Bab 15 Rumah Baru

Alvano memarkirkan mobil di depan rumah besar yang berdiri megah di tengah hamparan taman yang asri. Cahaya matahari sore memantul lembut di dinding rumah berwarna krem, membuatnya tampak hangat sekaligus elegan. Halamannya penuh bunga-bunga berwarna-warni, menambah kesan hidup dan menenangkan.

Aqila turun dari mobil dengan langkah pelan, matanya terpaku pada rumah itu.

"Ini rumah kita, kak Vano?" tanyanya dengan suara hampir berbisik, tak berkedip memandang keindahan yang ada di depannya.

"Iya," jawab Alvano sambil melirik Aqila, tersenyum melihat ekspresi kagum di wajahnya. "Kenapa? Kamu suka nggak?"

"Suka banget, kk. Rumahnya... Masya Allah, indah sekali. Aku nggak nyangka kk Vano bakal beli rumah sebagus ini untuk kita," jawab Aqila dengan mata berbinar.

Alvano tersenyum lembut, lalu mendekati Aqila. "Aku kan sudah janji, Qila. Aku ingin memberikan yang terbaik untuk kamu. Rumah ini adalah salah satu bentuk janji itu."

Aqila menatap Alvano, hatinya hangat mendengar ketulusan dalam suaranya.

"Ayo, kita masuk," ajak Alvano lembut. Ia membuka bagasi mobil, mengeluarkan koper miliknya dan Aqila, lalu membawanya ke dalam rumah.

Ketika pintu utama terbuka, pemandangan yang lebih menakjubkan menyambut mereka. Interior rumah itu terasa megah namun hangat. Lantai marmer putih berkilau berpadu dengan perabotan kayu berwarna cokelat gelap. Sebuah ruang tamu yang luas dihiasi sofa empuk berwarna krem, sementara di tengah ruangan tergantung lampu gantung kristal yang indah.

Alvano meletakkan koper mereka di sudut ruangan. "Kita taruh barang-barangnya di sini dulu aja, ya. Aku tahu pasti kamu capek," katanya sambil menggiring Aqila duduk di sofa.

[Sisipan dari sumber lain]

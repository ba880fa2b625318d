//! LLM access
//!
//! A thin Gemini `generateContent` client behind the [`LlmClient`] trait,
//! plus the prompts used for URL digestion and scraped-text analysis.

pub mod client;
pub mod prompt;
pub mod types;

pub use client::{GeminiClient, LlmClient};
pub use prompt::{analysis_prompt, url_digestion_prompt, UrlKind};
pub use types::{GenerateRequest, GenerateResponse, LlmTool, UrlRetrieval};
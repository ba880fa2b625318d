//! Request and response types for LLM calls

use serde::{Deserialize, Serialize};

/// Server-side tools the model may use
#[derive(Debug, Clone, Copy, PartialEq, Eq, Serialize, Deserialize)]
#[serde(rename_all = "snake_case")]
pub enum LlmTool {
    /// Read URLs mentioned in the prompt
    UrlContext,
    /// Ground the answer with web search
    GoogleSearch,
}

/// A single-turn generation request
#[derive(Debug, Clone)]
pub struct GenerateRequest {
    pub prompt: String,
    pub tools: Vec<LlmTool>,
    pub temperature: Option<f64>,
    pub top_k: Option<u32>,
    pub top_p: Option<f64>,
    pub max_output_tokens: Option<u32>,
}

impl GenerateRequest {
    pub fn new(prompt: impl Into<String>) -> Self {
        Self {
            prompt: prompt.into(),
            tools: Vec::new(),
            temperature: None,
            top_k: None,
            top_p: None,
            max_output_tokens: None,
        }
    }

    pub fn with_tool(mut self, tool: LlmTool) -> Self {
        if !self.tools.contains(&tool) {
            self.tools.push(tool);
        }
        self
    }

    pub fn with_sampling(mut self, temperature: f64, top_k: u32, top_p: f64) -> Self {
        self.temperature = Some(temperature);
        self.top_k = Some(top_k);
        self.top_p = Some(top_p);
        self
    }

    pub fn with_max_output_tokens(mut self, tokens: u32) -> Self {
        self.max_output_tokens = Some(tokens);
        self
    }
}

/// Retrieval result for one URL read by the `url_context` tool
#[derive(Debug, Clone, PartialEq, Serialize, Deserialize)]
pub struct UrlRetrieval {
    pub url: String,
    pub status: String,
}

impl UrlRetrieval {
    pub fn succeeded(&self) -> bool {
        self.status == "URL_RETRIEVAL_STATUS_SUCCESS"
    }
}

/// Model output
#[derive(Debug, Clone, Default)]
pub struct GenerateResponse {
    /// Concatenated text parts of the first candidate
    pub text: String,
    pub finish_reason: Option<String>,
    pub url_retrievals: Vec<UrlRetrieval>,
}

Aqila mengangguk, membiarkan dirinya tenggelam dalam kenyamanan sofa yang empuk. "Kk Vano, aku nggak tahu harus bilang apa. Ini semua terlalu indah untukku."

Alvano duduk di sampingnya, menggenggam tangannya dengan lembut. "Qila, kamu nggak perlu merasa seperti itu. Kamu berhak mendapatkan semua ini. Mulai sekarang, rumah ini adalah tempat di mana kita memulai hidup baru kita bersama."

Aqila tersenyum kecil, hatinya penuh rasa syukur. "Terima kasih, kk. Aku nggak pernah membayangkan bakal punya rumah seindah ini. Terima kasih udah memperjuangkan aku."

Alvano mengangguk. "Aku selalu ingin yang terbaik untukmu."

Setelah Aqila beristirahat sejenak di sofa, Alvano berdiri sambil tersenyum. "Qila, ayo aku ajak kamu lihat-lihat rumah ini. Aku yakin kamu akan suka."

Aqila bangkit dari sofa, matanya masih penuh kekaguman. "Rumah ini sudah luar biasa dari ruang tamunya saja, kak. Aku penasaran ada apa lagi di dalam."

Mereka mulai berjalan menyusuri rumah. Alvano menunjukkan ruang makan dengan meja panjang yang dihiasi lilin dan vas bunga segar, dapur modern yang rapi, hingga kamar tamu yang terasa nyaman. Namun, yang paling menarik perhatian Aqila adalah taman belakang.

Taman itu seperti surga kecil, dengan kolam ikan kecil yang dikelilingi bunga-bunga bermekaran. Di tengah taman ada bangku kayu berpayung, seolah menjadi tempat sempurna untuk menikmati pagi atau senja.

"Kak Vano... ini luar biasa," gumam Aqila, suaranya penuh kekaguman. Ia melangkah mendekati kolam ikan, menyentuh permukaan air dengan lembut.

Alvano berdiri di belakangnya, tersenyum melihat ekspresinya. "Aku pilih rumah ini bukan cuma karena besar atau mewah, Qila. Tapi karena aku ingin kamu punya tempat yang bisa bikin kamu merasa tenang. Aku tahu kamu suka tempat yang damai."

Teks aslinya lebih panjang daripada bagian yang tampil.